Stored items
━━━━

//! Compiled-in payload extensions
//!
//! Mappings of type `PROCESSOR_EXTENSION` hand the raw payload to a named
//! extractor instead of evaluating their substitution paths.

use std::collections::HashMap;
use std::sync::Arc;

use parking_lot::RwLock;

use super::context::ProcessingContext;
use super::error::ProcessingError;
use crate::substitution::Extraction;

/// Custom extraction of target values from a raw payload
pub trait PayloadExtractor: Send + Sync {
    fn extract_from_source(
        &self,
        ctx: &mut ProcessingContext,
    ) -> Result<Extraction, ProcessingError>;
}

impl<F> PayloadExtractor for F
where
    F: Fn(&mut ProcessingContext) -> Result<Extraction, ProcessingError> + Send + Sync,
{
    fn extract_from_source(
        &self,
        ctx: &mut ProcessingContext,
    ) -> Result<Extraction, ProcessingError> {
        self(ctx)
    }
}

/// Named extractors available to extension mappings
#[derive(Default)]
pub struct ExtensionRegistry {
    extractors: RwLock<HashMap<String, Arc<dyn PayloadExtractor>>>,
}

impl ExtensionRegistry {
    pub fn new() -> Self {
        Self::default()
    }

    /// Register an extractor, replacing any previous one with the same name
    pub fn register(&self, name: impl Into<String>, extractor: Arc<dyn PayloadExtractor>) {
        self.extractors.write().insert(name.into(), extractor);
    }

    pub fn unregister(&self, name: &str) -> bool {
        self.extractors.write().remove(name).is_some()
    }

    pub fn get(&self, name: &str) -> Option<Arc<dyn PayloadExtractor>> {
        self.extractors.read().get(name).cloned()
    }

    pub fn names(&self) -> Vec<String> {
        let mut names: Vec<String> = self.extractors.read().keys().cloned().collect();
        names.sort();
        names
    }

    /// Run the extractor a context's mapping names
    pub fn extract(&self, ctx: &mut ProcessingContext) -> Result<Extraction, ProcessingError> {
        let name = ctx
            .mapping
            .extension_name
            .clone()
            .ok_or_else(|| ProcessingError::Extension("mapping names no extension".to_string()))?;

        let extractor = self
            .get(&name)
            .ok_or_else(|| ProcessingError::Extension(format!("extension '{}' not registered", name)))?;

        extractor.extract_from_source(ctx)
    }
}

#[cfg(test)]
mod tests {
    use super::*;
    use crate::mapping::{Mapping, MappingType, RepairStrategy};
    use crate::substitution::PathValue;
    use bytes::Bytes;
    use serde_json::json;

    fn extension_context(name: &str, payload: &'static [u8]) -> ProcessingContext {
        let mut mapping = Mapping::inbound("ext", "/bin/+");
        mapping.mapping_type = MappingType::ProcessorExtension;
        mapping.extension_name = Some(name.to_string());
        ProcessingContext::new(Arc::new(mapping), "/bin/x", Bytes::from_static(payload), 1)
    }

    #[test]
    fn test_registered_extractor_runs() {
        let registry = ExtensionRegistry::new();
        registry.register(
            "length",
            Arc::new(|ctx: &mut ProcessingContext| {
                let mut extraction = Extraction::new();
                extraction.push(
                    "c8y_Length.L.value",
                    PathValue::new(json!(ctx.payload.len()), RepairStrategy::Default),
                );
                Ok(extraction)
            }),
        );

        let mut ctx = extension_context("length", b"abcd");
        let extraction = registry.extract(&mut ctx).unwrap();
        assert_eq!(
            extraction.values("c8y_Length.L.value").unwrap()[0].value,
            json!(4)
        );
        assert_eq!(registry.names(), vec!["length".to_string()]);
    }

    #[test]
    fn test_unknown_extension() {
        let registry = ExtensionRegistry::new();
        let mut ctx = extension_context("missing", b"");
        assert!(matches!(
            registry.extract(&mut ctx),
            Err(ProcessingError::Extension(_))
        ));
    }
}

━━━━

WHAT TO WORK ON: Write down exactly the span of lines above from the one containing "use crate::substitution::Extraction;" to the one containing "let mut mapping", both ends included.

ANSWER BOX:
use crate::substitution::Extraction;

/// Custom extraction of target values from a raw payload
pub trait PayloadExtractor: Send + Sync {
    fn extract_from_source(
        &self,
        ctx: &mut ProcessingContext,
    ) -> Result<Extraction, ProcessingError>;
}

impl<F> PayloadExtractor for F
where
    F: Fn(&mut ProcessingContext) -> Result<Extraction, ProcessingError> + Send + Sync,
{
    fn extract_from_source(
        &self,
        ctx: &mut ProcessingContext,
    ) -> Result<Extraction, ProcessingError> {
        self(ctx)
    }
}

/// Named extractors available to extension mappings
#[derive(Default)]
pub struct ExtensionRegistry {
    extractors: RwLock<HashMap<String, Arc<dyn PayloadExtractor>>>,
}

impl ExtensionRegistry {
    pub fn new() -> Self {
        Self::default()
    }

    /// Register an extractor, replacing any previous one with the same name
    pub fn register(&self, name: impl Into<String>, extractor: Arc<dyn PayloadExtractor>) {
        self.extractors.write().insert(name.into(), extractor);
    }

    pub fn unregister(&self, name: &str) -> bool {
        self.extractors.write().remove(name).is_some()
    }

    pub fn get(&self, name: &str) -> Option<Arc<dyn PayloadExtractor>> {
        self.extractors.read().get(name).cloned()
    }

    pub fn names(&self) -> Vec<String> {
        let mut names: Vec<String> = self.extractors.read().keys().cloned().collect();
        names.sort();
        names
    }

    /// Run the extractor a context's mapping names
    pub fn extract(&self, ctx: &mut ProcessingContext) -> Result<Extraction, ProcessingError> {
        let name = ctx
            .mapping
            .extension_name
            .clone()
            .ok_or_else(|| ProcessingError::Extension("mapping names no extension".to_string()))?;

        let extractor = self
            .get(&name)
            .ok_or_else(|| ProcessingError::Extension(format!("extension '{}' not registered", name)))?;

        extractor.extract_from_source(ctx)
    }
}

#[cfg(test)]
mod tests {
    use super::*;
    use crate::mapping::{Mapping, MappingType, RepairStrategy};
    use crate::substitution::PathValue;
    use bytes::Bytes;
    use serde_json::json;

    fn extension_context(name: &str, payload: &'static [u8]) -> ProcessingContext {
        let mut mapping = Mapping::inbound("ext", "/bin/+");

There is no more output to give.